That sounds good. Alright, so the first one I ask, which a pretty easy one is what is your favourite food?
Hmm, that’s a good question. As you may know, I’m someone who loves to eat. And I think probably some of my favourites, or one of my favourite foods kind of comes around the holidays around that Christmas time. And that’s oxtail. There’s just something special about food being prepared by a grandma, you know.
Come on, there’s nothing like it.
That’s great. Thanks for that. Next one I got for you is: what is your ideal burger or sandwich toppings?
Yeah, I think for me, as someone who loves burgers, I’ve definitely been exploring some vegetarian options. And I’m really enjoying burgers that have avocado, or guac, portobello mushrooms, lettuce, tomato, of course, you gotta have a little bit of cheese. And yeah, and generally some kind of like sauce. Maybe I tend to like Sriracha sauces.
Mmm, yeah, that’s what I gonna ask what about the condiments, but yeah, sriracha’s definitely a good pick there. And I guess last question I got for you here is if you had to eat one meal for the rest of your life, what would that be?
Oh, that’s a that’s a tough one, Sheldomar.
I know, it’s not fair.
(Laughs) I think I’d maybe – this is cheating – but I would go for smoothies. I think smoothies can be so versatile, and you know, you can really kind of like mix them up and kind of put whatever you want in them. So maybe that would be like my workaround.

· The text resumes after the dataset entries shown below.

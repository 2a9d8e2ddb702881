use tracing_subscriber::EnvFilter;

/// Level used when `RUST_LOG` is not set: warnings only, `-v` for request
/// summaries, `-vv` for request composition.
pub fn default_level(verbose: u8) -> &'static str {
    match verbose {
        0 => "warn",
        1 => "info",
        _ => "debug",
    }
}

pub fn default_filter(verbose: u8) -> EnvFilter {
    EnvFilter::new(format!("inventory_console={}", default_level(verbose)))
}

/// Installs the global subscriber, writing to stderr so stdout only carries
/// the output region. A second call is a no-op.
pub fn init(verbose: u8, no_color: bool) {
    let filter = EnvFilter::try_from_default_env().unwrap_or_else(|_| default_filter(verbose));
    let _ = tracing_subscriber::fmt()
        .with_env_filter(filter)
        .with_writer(std::io::stderr)
        .with_ansi(!no_color)
        .with_target(false)
        .try_init();
}
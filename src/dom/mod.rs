pub mod memory;
pub mod terminal;

use std::sync::Arc;

pub use memory::MemoryDom;
pub use terminal::TerminalDom;

/// The single element every result, error and loading marker is written to.
pub const RESULT_OUTPUT: &str = "resultOutput";

// form field ids
pub const KEYWORD: &str = "keyword";
pub const CATEGORY: &str = "category";
pub const STOCK: &str = "stock";
pub const MIN_PRICE: &str = "minPrice";
pub const MAX_PRICE: &str = "maxPrice";
pub const PRODUCT_NAME: &str = "productName";
pub const PRODUCT_CATEGORY: &str = "productCategory";
pub const PRODUCT_QUANTITY: &str = "productQuantity";
pub const PRODUCT_STOCK: &str = "productStock";
pub const PRODUCT_PRICE: &str = "productPrice";
pub const LOOKUP_NAME: &str = "productLookupName";
pub const UPDATE_ID: &str = "updateProductId";
pub const UPDATE_NAME: &str = "updateProductName";
pub const UPDATE_CATEGORY: &str = "updateProductCategory";
pub const UPDATE_QUANTITY: &str = "updateProductQuantity";
pub const UPDATE_STOCK: &str = "updateProductStock";
pub const UPDATE_PRICE: &str = "updateProductPrice";
pub const DELETE_ID: &str = "deleteProductId";

/// Access to the page the bridge is bound to: reading form fields and
/// replacing the markup of an element.
///
/// Writes go through `&self` so several in-flight requests can share one page.
pub trait Dom {
    fn value(&self, id: &str) -> Option<String>;

    fn set_html(&self, id: &str, html: &str);
}

impl<T: Dom + ?Sized> Dom for &T {
    fn value(&self, id: &str) -> Option<String> {
        (**self).value(id)
    }

    fn set_html(&self, id: &str, html: &str) {
        (**self).set_html(id, html)
    }
}

impl<T: Dom + ?Sized> Dom for Arc<T> {
    fn value(&self, id: &str) -> Option<String> {
        (**self).value(id)
    }

    fn set_html(&self, id: &str, html: &str) {
        (**self).set_html(id, html)
    }
}
use clap::{ArgAction, Args, Parser, Subcommand};

#[derive(Parser, Debug, Clone)]
#[command(
    name = "inventory-console",
    version,
    about = "form-to-fetch console for a product inventory API",
    long_about = "inventory-console fills the inventory page's forms from the command line, sends the matching request to the product API and prints the highlighted JSON response.\n\nExamples:\n  inventory-console view-all\n  inventory-console category Electronics\n  inventory-console price 10 99.5\n  inventory-console add --name Widget --category Tools --quantity 5 --stock 10 --price 9.99\n  inventory-console --api http://inventory.local/api/products search lamp\n\nTip: Use --config (or `inventory-console init-config`) to persist the API address."
)]
pub struct CliArgs {
    #[arg(
        short = 'v',
        long = "vb",
        visible_alias = "verbose",
        action = ArgAction::Count,
        global = true,
        help_heading = "Output",
        help = "Increase log verbosity (-v, -vv)."
    )]
    pub verbose: u8,

    #[arg(
        long = "nc",
        visible_alias = "no-color",
        global = true,
        help_heading = "Output",
        help = "Disable colored output."
    )]
    pub no_color: bool,

    #[arg(
        long = "raw",
        global = true,
        help_heading = "Output",
        help = "Print the output-region markup as is."
    )]
    pub raw: bool,

    #[arg(
        short = 'a',
        long = "api",
        visible_alias = "api-base-url",
        value_name = "URL",
        global = true,
        help_heading = "API",
        help = "Product endpoint of the inventory API (default http://localhost:8090/api/products)."
    )]
    pub api: Option<String>,

    #[arg(
        short = 'C',
        long = "cfg",
        visible_alias = "config",
        value_name = "FILE",
        global = true,
        help_heading = "Input",
        help = "Path to config file (defaults to ~/.inventory-console/config.yml)."
    )]
    pub config: Option<String>,

    #[arg(
        long = "timeout",
        value_name = "SECONDS",
        global = true,
        help_heading = "HTTP",
        help = "Give up on a request after this many seconds (default: wait forever)."
    )]
    pub timeout: Option<u64>,

    #[arg(
        long = "proxy",
        value_name = "URL",
        global = true,
        help_heading = "HTTP",
        help = "Send requests through this proxy."
    )]
    pub proxy: Option<String>,

    #[command(subcommand)]
    pub command: Command,
}

/// One subcommand per form (or button) on the inventory page.
#[derive(Subcommand, Debug, Clone)]
pub enum Command {
    /// List every product.
    ViewAll,
    /// Search products whose name contains a keyword.
    Search {
        #[arg(value_name = "KEYWORD", allow_hyphen_values = true)]
        keyword: String,
    },
    /// List products of a category.
    Category {
        #[arg(value_name = "CATEGORY", allow_hyphen_values = true)]
        category: String,
    },
    /// List products whose stock is at or below a level.
    Stock {
        #[arg(value_name = "LEVEL", allow_hyphen_values = true)]
        stock: String,
    },
    /// List products priced within a range.
    Price {
        #[arg(value_name = "MIN", allow_hyphen_values = true)]
        min_price: String,
        #[arg(value_name = "MAX", allow_hyphen_values = true)]
        max_price: String,
    },
    /// Create a product.
    Add(ProductFields),
    /// Look up a product by its exact name.
    FindName {
        #[arg(value_name = "NAME", allow_hyphen_values = true)]
        name: String,
    },
    /// Replace a product's fields.
    Update {
        #[arg(value_name = "ID")]
        id: String,
        #[command(flatten)]
        fields: ProductFields,
    },
    /// Delete a product.
    Delete {
        #[arg(value_name = "ID")]
        id: String,
    },
    /// Write the default config file if it does not exist yet.
    InitConfig,
}

#[derive(Args, Debug, Clone)]
pub struct ProductFields {
    #[arg(long, value_name = "NAME")]
    pub name: String,

    #[arg(long, value_name = "CATEGORY")]
    pub category: String,

    #[arg(long, value_name = "N", allow_hyphen_values = true)]
    pub quantity: String,

    #[arg(long, value_name = "N", allow_hyphen_values = true)]
    pub stock: String,

    #[arg(long, value_name = "PRICE", allow_hyphen_values = true)]
    pub price: String,
}
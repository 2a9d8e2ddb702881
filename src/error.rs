use thiserror::Error;

/// Failure of a single request issued by the bridge.
#[derive(Debug, Error)]
pub enum ApiError {
    #[error("{status} - {message}")]
    Status { status: u16, message: String },

    #[error("request failed: {source}")]
    Transport {
        #[source]
        source: reqwest::Error,
    },

    #[error("invalid JSON response: {source}")]
    Decode {
        #[source]
        source: serde_json::Error,
    },

    #[error("invalid URL: {url}")]
    InvalidUrl { url: String },
}

impl ApiError {
    pub fn status(&self) -> Option<u16> {
        match self {
            Self::Status { status, .. } => Some(*status),
            _ => None,
        }
    }

    /// Message of an HTTP failure, `None` for every other failure or when the
    /// backend gave nothing usable.
    pub fn message(&self) -> Option<&str> {
        match self {
            Self::Status { message, .. } if !message.trim().is_empty() => Some(message.as_str()),
            _ => None,
        }
    }
}

#[derive(Debug, Error)]
pub enum BridgeError {
    #[error("invalid API base URL: {url}")]
    InvalidBaseUrl { url: String },

    #[error("failed to build HTTP client: {source}")]
    HttpClientBuild {
        #[source]
        source: reqwest::Error,
    },

    #[error("failed to setup proxy: {proxy}: {source}")]
    ProxySetup {
        proxy: String,
        #[source]
        source: reqwest::Error,
    },
}
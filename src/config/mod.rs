use std::env;
use std::path::PathBuf;
use std::time::Duration;

use serde::Deserialize;
use serde::Serialize;

use crate::dom::RESULT_OUTPUT;

pub const DEFAULT_API_BASE_URL: &str = "http://localhost:8090/api/products";

pub const DEFAULT_USER_AGENT: &str = concat!("inventory-console/", env!("CARGO_PKG_VERSION"));

#[derive(Debug, Default, Deserialize, Serialize, Clone)]
pub struct ConfigFile {
    #[serde(alias = "api_base")]
    pub api_base_url: Option<String>,
    pub timeout: Option<u64>,
    pub proxy: Option<String>,
    pub user_agent: Option<String>,
    pub no_color: Option<bool>,
}

/// Everything a bridge needs at construction. The base URL is injected here
/// so a bridge can be pointed at any backend, a mock one included.
#[derive(Clone, Debug)]
pub struct BridgeConfig {
    pub api_base_url: String,
    pub timeout: Option<Duration>,
    pub proxy: Option<String>,
    pub user_agent: String,
    pub output_id: String,
}

impl Default for BridgeConfig {
    fn default() -> Self {
        Self {
            api_base_url: DEFAULT_API_BASE_URL.to_string(),
            timeout: None,
            proxy: None,
            user_agent: DEFAULT_USER_AGENT.to_string(),
            output_id: RESULT_OUTPUT.to_string(),
        }
    }
}

impl BridgeConfig {
    pub fn with_base_url(api_base_url: impl Into<String>) -> Self {
        Self {
            api_base_url: api_base_url.into(),
            ..Self::default()
        }
    }
}

fn home_dir() -> Option<PathBuf> {
    env::var_os("HOME")
        .map(PathBuf::from)
        .or_else(|| env::var_os("USERPROFILE").map(PathBuf::from))
        .or_else(|| {
            let drive = env::var_os("HOMEDRIVE")?;
            let path = env::var_os("HOMEPATH")?;
            Some(PathBuf::from(drive).join(path))
        })
}

pub fn default_config_path() -> Option<PathBuf> {
    Some(home_dir()?.join(".inventory-console").join("config.yml"))
}

pub fn expand_tilde(path: &str) -> PathBuf {
    if let Some(stripped) = path.strip_prefix("~/").or_else(|| path.strip_prefix("~\\")) {
        if let Some(home) = home_dir() {
            return home.join(stripped);
        }
    }
    PathBuf::from(path)
}

pub fn load_config(path: &PathBuf, allow_missing: bool) -> Result<ConfigFile, String> {
    match std::fs::read_to_string(path) {
        Ok(contents) if contents.trim().is_empty() => Ok(ConfigFile::default()),
        Ok(contents) => serde_yaml::from_str::<ConfigFile>(&contents)
            .map_err(|e| format!("failed to parse config '{}': {e}", path.display())),
        Err(e) if e.kind() == std::io::ErrorKind::NotFound && allow_missing => {
            Ok(ConfigFile::default())
        }
        Err(e) if e.kind() == std::io::ErrorKind::NotFound => {
            Err(format!("config file not found '{}'", path.display()))
        }
        Err(e) => Err(format!("failed to read config '{}': {e}", path.display())),
    }
}

fn default_config_yaml() -> String {
    format!(
        r#"# inventory-console config
#
# Location (default):
#   ~/.inventory-console/config.yml

# Product endpoint of the inventory API
api_base_url: {DEFAULT_API_BASE_URL}

# HTTP (optional)
# timeout: 10
# proxy: http://127.0.0.1:8080
# user_agent: inventory-console

# Output styling
no_color: false
"#
    )
}

pub fn ensure_default_config_file(path: &PathBuf) -> Result<bool, String> {
    if path.exists() {
        return Ok(false);
    }
    let parent = path
        .parent()
        .ok_or_else(|| format!("invalid config path '{}'", path.display()))?;
    std::fs::create_dir_all(parent).map_err(|e| {
        format!(
            "failed to create config directory '{}': {e}",
            parent.display()
        )
    })?;
    std::fs::write(path, default_config_yaml())
        .map_err(|e| format!("failed to write config file '{}': {e}", path.display()))?;
    Ok(true)
}
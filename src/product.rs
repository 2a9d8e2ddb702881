use serde::Serialize;

/// Request payload for creating or replacing a product. Built from form
/// fields at submit time and dropped once the response is rendered.
#[derive(Clone, Debug, PartialEq, Serialize)]
pub struct NewProduct {
    pub name: String,
    pub category: String,
    pub quantity: i32,
    pub stock: i32,
    pub price: f64,
}

impl NewProduct {
    /// Returns `None` when any numeric field is empty or not a number; the
    /// submission is then dropped without a request.
    pub fn from_fields(
        name: &str,
        category: &str,
        quantity: &str,
        stock: &str,
        price: &str,
    ) -> Option<Self> {
        Some(Self {
            name: name.trim().to_string(),
            category: category.trim().to_string(),
            quantity: parse_int(quantity)?,
            stock: parse_int(stock)?,
            price: parse_price(price)?,
        })
    }
}

pub fn non_empty(raw: &str) -> Option<String> {
    let trimmed = raw.trim();
    if trimmed.is_empty() {
        None
    } else {
        Some(trimmed.to_string())
    }
}

/// Text that ends up as a single path segment. `.` and `..` are refused since
/// URL normalization would turn them into a different endpoint.
pub fn path_value(raw: &str) -> Option<String> {
    non_empty(raw).filter(|v| !is_dot_segment(v))
}

pub fn is_dot_segment(value: &str) -> bool {
    matches!(value, "." | "..")
}

pub fn parse_int(raw: &str) -> Option<i32> {
    raw.trim().parse().ok()
}

pub fn parse_id(raw: &str) -> Option<i64> {
    raw.trim().parse().ok()
}

// "NaN" and "inf" parse as f64 but are not prices.
pub fn parse_price(raw: &str) -> Option<f64> {
    raw.trim().parse::<f64>().ok().filter(|v| v.is_finite())
}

I like that. And that way, you can also stay hydrated, get all the nutrients. I see that. I see that. Cool. Thanks for answering those questions, Sheldon. And I really just want to open this discussion up by starting to hear a little bit about you and how you got involved in the work that you do and the youth advocacy that you’re a part of.
Yeah, absolutely. So, for me, I was largely motivated to get into my work with youth as it relates to kind of social justice. Growing up, I had some experiences some personal experiences with child welfare. And I think I came to the understanding that there were a lot of challenges and systemic challenges within those systems, especially as it relates to Black youth. And I wanted to do work to support young people that were particularly in residential care systems at the time. So that kind of like naturally led me along a path to begin to study, actually Child and Youth Care at Sheridan. And from then I kind of continued working in different systems. As I began to expose myself more to some of the challenges that youth in care face in residential systems, I began wanting to kind of like upgrade my education. And so I ended up working for the, the organization doesn’t exist anymore, unfortunately, because of budget cuts, but the Office of the Provincial Advocate, and it was during my time with this body that I did a lot of systemic-based youth-led advocacy. And that was something that really opened up my eyes in terms of the potential of youth-led initiatives and the importance of working with young people to create change, both in the political system, and in bringing about change in residential child welfare.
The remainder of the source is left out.